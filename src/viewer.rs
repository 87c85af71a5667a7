//! Remote source viewer: fetches a frame's file and opens a standalone,
//! line-numbered view of it positioned at the failing line.

use std::sync::Arc;

use base64::{Engine as _, engine::general_purpose::STANDARD};
use reqwest::header::CONTENT_TYPE;

use crate::error::OverlayError;
use crate::render::{LinkMode, SourceLink};

/// A fetched body after content-type dispatch.
#[derive(Debug, Clone, PartialEq)]
pub enum SourceBody {
    /// HTML, CSS, scripts and other text, verbatim.
    Text(String),
    /// JSON re-indented with two spaces.
    Json(String),
    /// Images as a self-contained `data:` URL.
    Image { data_url: String },
    /// Anything else; never rendered as text.
    Opaque { content_type: String, len: usize },
}

impl SourceBody {
    pub fn decode(content_type: Option<&str>, bytes: &[u8]) -> Self {
        let mime = content_type
            .and_then(|ct| ct.split(';').next())
            .map(|ct| ct.trim().to_ascii_lowercase())
            .unwrap_or_default();

        if matches!(mime.as_str(), "application/json" | "text/json") || mime.ends_with("+json") {
            return match serde_json::from_slice::<serde_json::Value>(bytes)
                .and_then(|value| serde_json::to_string_pretty(&value))
            {
                Ok(pretty) => SourceBody::Json(pretty),
                Err(_) => SourceBody::Text(String::from_utf8_lossy(bytes).into_owned()),
            };
        }
        if mime.starts_with("image/") {
            return SourceBody::Image {
                data_url: format!("data:{mime};base64,{}", STANDARD.encode(bytes)),
            };
        }
        if is_text(&mime) {
            return SourceBody::Text(String::from_utf8_lossy(bytes).into_owned());
        }
        SourceBody::Opaque {
            content_type: mime,
            len: bytes.len(),
        }
    }
}

fn is_text(mime: &str) -> bool {
    mime.starts_with("text/")
        || mime.ends_with("+xml")
        || matches!(
            mime,
            "application/javascript"
                | "application/x-javascript"
                | "application/ecmascript"
                | "application/xml"
                | "application/xhtml+xml"
        )
}

fn escape(text: &str) -> String {
    v_htmlescape::escape(text).to_string()
}

const VIEW_STYLE: &str = "\
:root { color-scheme: light dark; --bg: #ffffff; --fg: #1f2328; --muted: #8c959f; --hit: #fff8c5; --mark: #ffd33d; }
@media (prefers-color-scheme: dark) {
  :root { --bg: #0d1117; --fg: #e6edf3; --muted: #6e7681; --hit: #3b2e00; --mark: #9e6a03; }
}
body { margin: 0; background: var(--bg); color: var(--fg); font: 13px/1.5 ui-monospace, monospace; }
header { padding: 8px 12px; border-bottom: 1px solid var(--muted); word-break: break-all; }
.line { display: flex; white-space: pre; }
.line .ln { min-width: 4em; padding-right: 1em; text-align: right; color: var(--muted); user-select: none; }
.line.hit { background: var(--hit); }
.line.hit mark { background: var(--mark); color: inherit; }
.opaque { padding: 12px; color: var(--muted); }
";

/// Builds the standalone view document. Every piece of fetched text is
/// HTML-escaped; each source line gets an `L<n>` anchor and the target
/// line is highlighted with its column marked.
pub fn render_source_view(url: &str, body: &SourceBody, line: u32, column: u32) -> String {
    let mut html = String::new();
    html.push_str("<!DOCTYPE html>\n<html>\n<head>\n<meta charset=\"utf-8\">\n");
    html.push_str("<meta name=\"color-scheme\" content=\"light dark\">\n");
    html.push_str(&format!("<title>{}:{}</title>\n", escape(url), line));
    html.push_str(&format!("<style>\n{VIEW_STYLE}</style>\n</head>\n<body>\n"));
    html.push_str(&format!("<header>{}:{}:{}</header>\n<main>\n", escape(url), line, column));

    match body {
        SourceBody::Text(text) | SourceBody::Json(text) => {
            for (index, source) in text.lines().enumerate() {
                let n = index + 1;
                let hit = n == line as usize;
                let code = if hit { mark_column(source, column) } else { escape(source) };
                html.push_str(&format!(
                    "<div class=\"line{}\" id=\"L{n}\"><span class=\"ln\">{n}</span><code>{code}</code></div>\n",
                    if hit { " hit" } else { "" },
                ));
            }
        }
        SourceBody::Image { data_url } => {
            html.push_str(&format!(
                "<div class=\"line hit\" id=\"L{line}\"><img src=\"{}\" alt=\"{}\"></div>\n",
                escape(data_url),
                escape(url)
            ));
        }
        SourceBody::Opaque { content_type, len } => {
            let content_type = if content_type.is_empty() { "unknown content type" } else { content_type.as_str() };
            html.push_str(&format!(
                "<p class=\"opaque\" id=\"L{line}\">{} ({len} bytes) is not viewable as text</p>\n",
                escape(content_type)
            ));
        }
    }

    html.push_str("</main>\n</body>\n</html>\n");
    html
}

fn mark_column(source: &str, column: u32) -> String {
    let index = (column as usize).saturating_sub(1);
    match source.char_indices().nth(index) {
        Some((start, ch)) => {
            let end = start + ch.len_utf8();
            format!(
                "{}<mark>{}</mark>{}",
                escape(&source[..start]),
                escape(&source[start..end]),
                escape(&source[end..])
            )
        }
        None => escape(source),
    }
}

/// Opens results in a new top-level view.
pub trait ViewOpener: Send + Sync {
    /// Navigates to `href` without fetching anything.
    fn open_url(&self, href: &str) -> Result<(), OverlayError>;
    /// Shows a synthesized document scrolled to `#anchor`.
    fn open_document(&self, html: &str, anchor: &str) -> Result<(), OverlayError>;
}

/// Native opener: documents are written as HTML files and their location
/// logged.
#[cfg(not(target_arch = "wasm32"))]
pub struct FileOpener {
    dir: std::path::PathBuf,
    written: std::sync::atomic::AtomicUsize,
}

#[cfg(not(target_arch = "wasm32"))]
impl FileOpener {
    pub fn new(dir: impl Into<std::path::PathBuf>) -> Self {
        Self {
            dir: dir.into(),
            written: std::sync::atomic::AtomicUsize::new(0),
        }
    }

    /// User cache directory, or the temp dir when there is none.
    pub fn in_cache_dir() -> Self {
        let dir = directories::ProjectDirs::from("dev", "PageDebug", "page-debug")
            .map(|dirs| dirs.cache_dir().join("views"))
            .unwrap_or_else(|| std::env::temp_dir().join("page-debug-views"));
        Self::new(dir)
    }
}

#[cfg(not(target_arch = "wasm32"))]
impl ViewOpener for FileOpener {
    fn open_url(&self, href: &str) -> Result<(), OverlayError> {
        tracing::info!(%href, "open source link");
        Ok(())
    }

    fn open_document(&self, html: &str, anchor: &str) -> Result<(), OverlayError> {
        std::fs::create_dir_all(&self.dir)?;
        let n = self.written.fetch_add(1, std::sync::atomic::Ordering::Relaxed);
        let stamp = chrono::Utc::now().format("%Y%m%d-%H%M%S%.3f");
        let path = self.dir.join(format!("source-{stamp}-{n}.html"));
        std::fs::write(&path, html)?;
        tracing::info!(location = %format!("file://{}#{anchor}", path.display()), "source view written");
        Ok(())
    }
}

/// The opener for the current platform.
pub fn default_opener() -> Arc<dyn ViewOpener> {
    #[cfg(all(feature = "web", target_arch = "wasm32"))]
    {
        Arc::new(crate::browser::BrowserOpener)
    }
    #[cfg(all(not(feature = "web"), target_arch = "wasm32"))]
    {
        Arc::new(NullOpener)
    }
    #[cfg(not(target_arch = "wasm32"))]
    {
        Arc::new(FileOpener::in_cache_dir())
    }
}

#[cfg(all(not(feature = "web"), target_arch = "wasm32"))]
struct NullOpener;

#[cfg(all(not(feature = "web"), target_arch = "wasm32"))]
impl ViewOpener for NullOpener {
    fn open_url(&self, _href: &str) -> Result<(), OverlayError> {
        Err(OverlayError::Open("no browser bindings in this build".to_string()))
    }

    fn open_document(&self, _html: &str, _anchor: &str) -> Result<(), OverlayError> {
        Err(OverlayError::Open("no browser bindings in this build".to_string()))
    }
}

pub struct SourceViewer {
    client: reqwest::Client,
    opener: Arc<dyn ViewOpener>,
}

impl SourceViewer {
    pub fn new(opener: Arc<dyn ViewOpener>) -> Self {
        Self::with_client(reqwest::Client::new(), opener)
    }

    pub fn with_client(client: reqwest::Client, opener: Arc<dyn ViewOpener>) -> Self {
        Self { client, opener }
    }

    /// Follows a frame link: native links navigate directly; fetch links
    /// issue one request and open the rendered view. Nothing is opened when
    /// the request fails or returns a non-success status.
    pub async fn open(&self, link: &SourceLink) -> Result<(), OverlayError> {
        if link.mode == LinkMode::Native {
            return self.opener.open_url(&link.href());
        }

        let response = self
            .client
            .get(&link.url)
            .send()
            .await
            .map_err(|source| OverlayError::Request {
                url: link.url.clone(),
                source,
            })?;
        let status = response.status();
        if !status.is_success() {
            return Err(OverlayError::Fetch {
                url: link.url.clone(),
                status: status.to_string(),
            });
        }
        let content_type = response
            .headers()
            .get(CONTENT_TYPE)
            .and_then(|value| value.to_str().ok())
            .map(str::to_string);
        let bytes = response.bytes().await.map_err(|source| OverlayError::Request {
            url: link.url.clone(),
            source,
        })?;
        tracing::debug!(url = %link.url, %status, ?content_type, len = bytes.len(), "fetched source");

        let body = SourceBody::decode(content_type.as_deref(), &bytes);
        let html = render_source_view(&link.url, &body, link.line, link.column);
        self.opener.open_document(&html, &link.anchor())
    }
}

- - - - - - -

Within the records above, how many lines include the word "column"? State the number by itself.

- **RESPONSE AREA**:
7